■ Task details
Check each line below for the word "vault", and copy those that have it.

■ Data under study

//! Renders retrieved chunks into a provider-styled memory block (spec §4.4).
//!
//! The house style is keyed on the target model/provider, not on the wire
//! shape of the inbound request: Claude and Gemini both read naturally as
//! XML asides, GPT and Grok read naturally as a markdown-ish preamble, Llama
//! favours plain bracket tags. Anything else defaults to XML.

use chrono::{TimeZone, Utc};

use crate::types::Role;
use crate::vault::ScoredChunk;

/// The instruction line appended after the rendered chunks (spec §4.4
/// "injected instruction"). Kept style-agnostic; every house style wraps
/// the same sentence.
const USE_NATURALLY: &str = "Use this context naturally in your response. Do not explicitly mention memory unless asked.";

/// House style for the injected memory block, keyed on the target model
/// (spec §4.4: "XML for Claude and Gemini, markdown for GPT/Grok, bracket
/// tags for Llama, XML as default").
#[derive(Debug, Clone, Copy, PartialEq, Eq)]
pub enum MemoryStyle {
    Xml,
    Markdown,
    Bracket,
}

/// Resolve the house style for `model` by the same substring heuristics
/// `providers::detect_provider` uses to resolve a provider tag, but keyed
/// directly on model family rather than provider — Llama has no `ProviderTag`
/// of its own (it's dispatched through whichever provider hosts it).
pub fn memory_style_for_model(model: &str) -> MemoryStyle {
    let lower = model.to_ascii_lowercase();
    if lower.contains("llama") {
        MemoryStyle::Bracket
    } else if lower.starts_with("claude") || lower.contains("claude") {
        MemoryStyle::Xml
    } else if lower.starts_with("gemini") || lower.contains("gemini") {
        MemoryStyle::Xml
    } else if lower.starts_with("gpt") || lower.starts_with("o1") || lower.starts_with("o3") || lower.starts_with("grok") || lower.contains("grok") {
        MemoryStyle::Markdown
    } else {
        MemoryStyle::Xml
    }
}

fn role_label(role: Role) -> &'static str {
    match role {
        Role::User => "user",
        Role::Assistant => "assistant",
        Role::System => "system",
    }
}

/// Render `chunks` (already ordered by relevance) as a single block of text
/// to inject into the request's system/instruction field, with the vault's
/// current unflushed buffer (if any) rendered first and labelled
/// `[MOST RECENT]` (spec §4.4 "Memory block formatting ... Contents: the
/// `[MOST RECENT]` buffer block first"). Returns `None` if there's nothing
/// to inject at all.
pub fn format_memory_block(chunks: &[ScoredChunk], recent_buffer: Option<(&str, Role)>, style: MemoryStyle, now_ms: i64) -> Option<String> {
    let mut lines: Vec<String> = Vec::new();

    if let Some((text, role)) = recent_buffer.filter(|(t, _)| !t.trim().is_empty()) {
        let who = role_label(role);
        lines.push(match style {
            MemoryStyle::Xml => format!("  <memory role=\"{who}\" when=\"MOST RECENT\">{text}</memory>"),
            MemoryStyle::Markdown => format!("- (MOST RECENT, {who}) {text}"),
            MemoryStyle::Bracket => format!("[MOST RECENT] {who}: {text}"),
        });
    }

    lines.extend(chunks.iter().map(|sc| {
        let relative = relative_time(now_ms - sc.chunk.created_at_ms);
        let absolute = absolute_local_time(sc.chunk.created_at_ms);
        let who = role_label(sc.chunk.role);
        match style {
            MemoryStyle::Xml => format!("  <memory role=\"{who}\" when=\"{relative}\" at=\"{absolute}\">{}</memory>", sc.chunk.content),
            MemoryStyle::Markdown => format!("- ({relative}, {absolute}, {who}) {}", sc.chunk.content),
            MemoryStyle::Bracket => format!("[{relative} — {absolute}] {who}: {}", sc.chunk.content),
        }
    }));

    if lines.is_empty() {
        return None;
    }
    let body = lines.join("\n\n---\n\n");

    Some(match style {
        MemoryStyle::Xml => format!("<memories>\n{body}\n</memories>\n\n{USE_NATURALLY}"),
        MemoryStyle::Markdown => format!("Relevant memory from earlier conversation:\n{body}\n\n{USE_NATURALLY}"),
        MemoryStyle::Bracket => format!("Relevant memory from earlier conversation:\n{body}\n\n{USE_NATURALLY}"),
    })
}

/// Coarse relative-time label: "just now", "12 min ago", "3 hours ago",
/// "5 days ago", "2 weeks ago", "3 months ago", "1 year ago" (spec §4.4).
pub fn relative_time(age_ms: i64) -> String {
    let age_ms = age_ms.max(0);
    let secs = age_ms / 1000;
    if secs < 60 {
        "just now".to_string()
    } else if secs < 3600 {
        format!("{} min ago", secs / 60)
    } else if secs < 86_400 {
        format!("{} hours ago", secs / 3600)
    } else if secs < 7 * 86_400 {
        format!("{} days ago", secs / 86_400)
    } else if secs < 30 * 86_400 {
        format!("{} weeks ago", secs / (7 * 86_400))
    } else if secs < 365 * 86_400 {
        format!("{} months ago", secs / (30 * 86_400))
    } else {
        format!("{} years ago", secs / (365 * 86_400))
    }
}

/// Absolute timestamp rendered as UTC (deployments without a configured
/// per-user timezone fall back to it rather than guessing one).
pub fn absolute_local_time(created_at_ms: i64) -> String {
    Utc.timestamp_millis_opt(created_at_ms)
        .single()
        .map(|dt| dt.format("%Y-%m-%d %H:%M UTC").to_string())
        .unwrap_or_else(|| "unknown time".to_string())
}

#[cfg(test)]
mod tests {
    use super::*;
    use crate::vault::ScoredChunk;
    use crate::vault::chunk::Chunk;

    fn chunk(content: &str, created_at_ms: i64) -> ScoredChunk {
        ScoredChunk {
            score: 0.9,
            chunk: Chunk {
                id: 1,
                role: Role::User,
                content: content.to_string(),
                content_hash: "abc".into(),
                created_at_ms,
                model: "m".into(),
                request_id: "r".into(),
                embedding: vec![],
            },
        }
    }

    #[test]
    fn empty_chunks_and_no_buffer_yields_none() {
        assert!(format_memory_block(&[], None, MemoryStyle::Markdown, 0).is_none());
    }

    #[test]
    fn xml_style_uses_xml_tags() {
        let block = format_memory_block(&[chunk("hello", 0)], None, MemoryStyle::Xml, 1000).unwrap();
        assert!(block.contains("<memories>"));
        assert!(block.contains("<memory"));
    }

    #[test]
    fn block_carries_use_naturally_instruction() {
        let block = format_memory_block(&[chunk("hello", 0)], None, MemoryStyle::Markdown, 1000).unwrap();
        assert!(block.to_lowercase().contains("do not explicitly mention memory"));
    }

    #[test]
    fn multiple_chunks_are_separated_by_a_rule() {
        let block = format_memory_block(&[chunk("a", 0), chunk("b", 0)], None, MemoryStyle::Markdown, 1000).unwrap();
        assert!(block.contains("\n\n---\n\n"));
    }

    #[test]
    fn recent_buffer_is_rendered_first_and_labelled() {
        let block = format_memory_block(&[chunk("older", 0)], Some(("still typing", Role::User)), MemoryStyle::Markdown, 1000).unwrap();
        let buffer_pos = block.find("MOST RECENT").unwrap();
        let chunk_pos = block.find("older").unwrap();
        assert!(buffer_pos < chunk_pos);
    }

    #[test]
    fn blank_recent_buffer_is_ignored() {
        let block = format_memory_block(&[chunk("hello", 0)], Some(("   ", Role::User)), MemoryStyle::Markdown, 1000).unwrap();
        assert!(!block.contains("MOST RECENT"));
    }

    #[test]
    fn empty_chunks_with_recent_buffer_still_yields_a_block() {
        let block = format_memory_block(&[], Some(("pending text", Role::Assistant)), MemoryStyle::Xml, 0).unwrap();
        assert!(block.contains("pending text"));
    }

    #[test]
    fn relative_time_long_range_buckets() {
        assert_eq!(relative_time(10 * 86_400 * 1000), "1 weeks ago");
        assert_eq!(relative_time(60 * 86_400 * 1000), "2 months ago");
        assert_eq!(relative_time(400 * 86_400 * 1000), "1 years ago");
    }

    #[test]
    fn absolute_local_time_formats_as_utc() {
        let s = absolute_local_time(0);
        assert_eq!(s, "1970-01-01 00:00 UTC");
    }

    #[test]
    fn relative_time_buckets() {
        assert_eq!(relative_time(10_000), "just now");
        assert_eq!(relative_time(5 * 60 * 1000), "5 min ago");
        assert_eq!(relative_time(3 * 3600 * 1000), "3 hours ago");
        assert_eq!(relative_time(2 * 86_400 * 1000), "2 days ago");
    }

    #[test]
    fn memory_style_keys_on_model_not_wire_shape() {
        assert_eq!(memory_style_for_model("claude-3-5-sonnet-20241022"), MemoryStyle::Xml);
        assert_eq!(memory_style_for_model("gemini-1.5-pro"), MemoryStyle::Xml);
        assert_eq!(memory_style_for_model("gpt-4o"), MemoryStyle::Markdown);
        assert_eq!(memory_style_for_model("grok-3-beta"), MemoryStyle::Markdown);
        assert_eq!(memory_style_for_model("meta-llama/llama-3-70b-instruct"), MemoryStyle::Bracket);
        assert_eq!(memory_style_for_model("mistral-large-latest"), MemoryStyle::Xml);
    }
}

■ Written solution
use crate::vault::ScoredChunk;
/// to inject into the request's system/instruction field, with the vault's
    use crate::vault::ScoredChunk;
    use crate::vault::chunk::Chunk;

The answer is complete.